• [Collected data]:
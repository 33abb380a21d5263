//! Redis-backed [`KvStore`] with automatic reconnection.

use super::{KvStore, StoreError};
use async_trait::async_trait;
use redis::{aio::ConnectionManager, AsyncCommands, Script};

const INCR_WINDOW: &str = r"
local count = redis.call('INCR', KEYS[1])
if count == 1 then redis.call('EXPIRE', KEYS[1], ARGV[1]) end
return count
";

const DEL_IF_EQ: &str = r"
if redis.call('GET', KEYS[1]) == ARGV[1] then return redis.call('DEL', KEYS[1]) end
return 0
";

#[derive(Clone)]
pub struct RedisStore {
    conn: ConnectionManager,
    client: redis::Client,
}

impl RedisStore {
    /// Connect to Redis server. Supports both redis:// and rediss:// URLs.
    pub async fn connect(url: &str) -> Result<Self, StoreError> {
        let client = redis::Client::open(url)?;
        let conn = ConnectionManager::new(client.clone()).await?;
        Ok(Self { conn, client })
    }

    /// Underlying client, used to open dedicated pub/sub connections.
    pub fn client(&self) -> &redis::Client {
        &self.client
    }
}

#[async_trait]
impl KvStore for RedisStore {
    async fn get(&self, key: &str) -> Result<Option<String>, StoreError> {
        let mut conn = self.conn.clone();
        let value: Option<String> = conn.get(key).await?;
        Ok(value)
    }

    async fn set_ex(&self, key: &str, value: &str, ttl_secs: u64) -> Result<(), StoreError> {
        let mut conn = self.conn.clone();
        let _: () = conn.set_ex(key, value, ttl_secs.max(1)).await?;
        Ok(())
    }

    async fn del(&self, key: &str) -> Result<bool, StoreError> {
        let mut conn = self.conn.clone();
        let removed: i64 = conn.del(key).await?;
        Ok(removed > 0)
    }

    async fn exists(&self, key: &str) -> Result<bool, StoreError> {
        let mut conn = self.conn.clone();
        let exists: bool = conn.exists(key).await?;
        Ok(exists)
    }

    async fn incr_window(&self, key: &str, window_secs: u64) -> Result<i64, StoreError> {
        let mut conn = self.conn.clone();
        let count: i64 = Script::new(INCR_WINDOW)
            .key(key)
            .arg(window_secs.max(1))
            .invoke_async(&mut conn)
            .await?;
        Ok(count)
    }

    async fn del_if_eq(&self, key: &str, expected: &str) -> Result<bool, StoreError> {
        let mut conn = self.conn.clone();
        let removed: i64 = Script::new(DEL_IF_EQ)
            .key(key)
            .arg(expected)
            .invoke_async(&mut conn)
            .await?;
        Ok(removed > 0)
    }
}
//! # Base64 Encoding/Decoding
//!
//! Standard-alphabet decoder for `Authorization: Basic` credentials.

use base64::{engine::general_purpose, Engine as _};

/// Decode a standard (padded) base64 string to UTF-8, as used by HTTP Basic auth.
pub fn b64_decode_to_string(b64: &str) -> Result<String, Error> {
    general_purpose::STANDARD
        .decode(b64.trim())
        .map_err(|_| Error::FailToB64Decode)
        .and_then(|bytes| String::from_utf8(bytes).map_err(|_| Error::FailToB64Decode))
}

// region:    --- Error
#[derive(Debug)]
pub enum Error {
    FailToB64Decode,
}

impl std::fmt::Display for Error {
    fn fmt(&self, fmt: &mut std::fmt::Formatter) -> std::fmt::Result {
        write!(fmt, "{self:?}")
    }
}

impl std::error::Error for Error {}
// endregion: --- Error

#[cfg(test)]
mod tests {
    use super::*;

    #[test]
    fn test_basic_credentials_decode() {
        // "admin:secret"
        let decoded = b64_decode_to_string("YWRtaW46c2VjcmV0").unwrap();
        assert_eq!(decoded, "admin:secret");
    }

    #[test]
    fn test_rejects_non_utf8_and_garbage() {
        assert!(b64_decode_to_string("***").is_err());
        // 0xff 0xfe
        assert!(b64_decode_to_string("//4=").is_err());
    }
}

...

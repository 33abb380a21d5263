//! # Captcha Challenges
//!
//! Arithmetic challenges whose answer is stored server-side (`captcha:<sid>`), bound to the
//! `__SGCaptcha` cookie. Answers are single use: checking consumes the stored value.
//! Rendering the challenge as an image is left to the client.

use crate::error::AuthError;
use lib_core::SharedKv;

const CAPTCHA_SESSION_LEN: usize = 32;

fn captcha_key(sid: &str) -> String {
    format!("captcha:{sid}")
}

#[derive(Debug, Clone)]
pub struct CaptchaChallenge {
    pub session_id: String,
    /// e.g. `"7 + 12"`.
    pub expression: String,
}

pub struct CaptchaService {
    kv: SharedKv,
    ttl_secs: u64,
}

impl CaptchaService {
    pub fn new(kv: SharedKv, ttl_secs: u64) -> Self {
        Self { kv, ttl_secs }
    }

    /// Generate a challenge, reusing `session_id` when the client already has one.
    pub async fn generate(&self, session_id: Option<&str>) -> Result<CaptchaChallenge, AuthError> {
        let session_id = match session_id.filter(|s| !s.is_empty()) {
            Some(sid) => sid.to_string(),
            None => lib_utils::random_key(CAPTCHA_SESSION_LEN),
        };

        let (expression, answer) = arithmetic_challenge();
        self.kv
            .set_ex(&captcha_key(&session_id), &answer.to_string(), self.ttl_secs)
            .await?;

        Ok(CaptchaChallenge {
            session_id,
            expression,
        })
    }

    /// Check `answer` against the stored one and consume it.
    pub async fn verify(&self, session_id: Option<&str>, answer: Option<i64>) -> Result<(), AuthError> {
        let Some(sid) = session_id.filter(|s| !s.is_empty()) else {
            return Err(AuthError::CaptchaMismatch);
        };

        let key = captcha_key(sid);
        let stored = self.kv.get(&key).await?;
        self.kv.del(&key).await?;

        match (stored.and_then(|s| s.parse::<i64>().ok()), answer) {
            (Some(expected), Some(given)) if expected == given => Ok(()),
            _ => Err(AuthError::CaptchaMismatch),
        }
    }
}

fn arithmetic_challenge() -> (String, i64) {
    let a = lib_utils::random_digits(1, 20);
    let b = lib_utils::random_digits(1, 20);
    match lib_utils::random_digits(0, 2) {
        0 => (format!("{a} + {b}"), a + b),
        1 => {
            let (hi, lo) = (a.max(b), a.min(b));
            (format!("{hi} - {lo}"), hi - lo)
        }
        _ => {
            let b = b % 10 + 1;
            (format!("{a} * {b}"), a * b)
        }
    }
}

• [Problem to solve]:
When the line with "let key = captcha_key(sid);" is reached in the data above, begin copying, and stop after the line with "let b = b % 10 + 1;"; copy each line exactly, both ends included.

• [Result below]:
        let key = captcha_key(sid);
        let stored = self.kv.get(&key).await?;
        self.kv.del(&key).await?;

        match (stored.and_then(|s| s.parse::<i64>().ok()), answer) {
            (Some(expected), Some(given)) if expected == given => Ok(()),
            _ => Err(AuthError::CaptchaMismatch),
        }
    }
}

fn arithmetic_challenge() -> (String, i64) {
    let a = lib_utils::random_digits(1, 20);
    let b = lib_utils::random_digits(1, 20);
    match lib_utils::random_digits(0, 2) {
        0 => (format!("{a} + {b}"), a + b),
        1 => {
            let (hi, lo) = (a.max(b), a.min(b));
            (format!("{hi} - {lo}"), hi - lo)
        }
        _ => {
            let b = b % 10 + 1;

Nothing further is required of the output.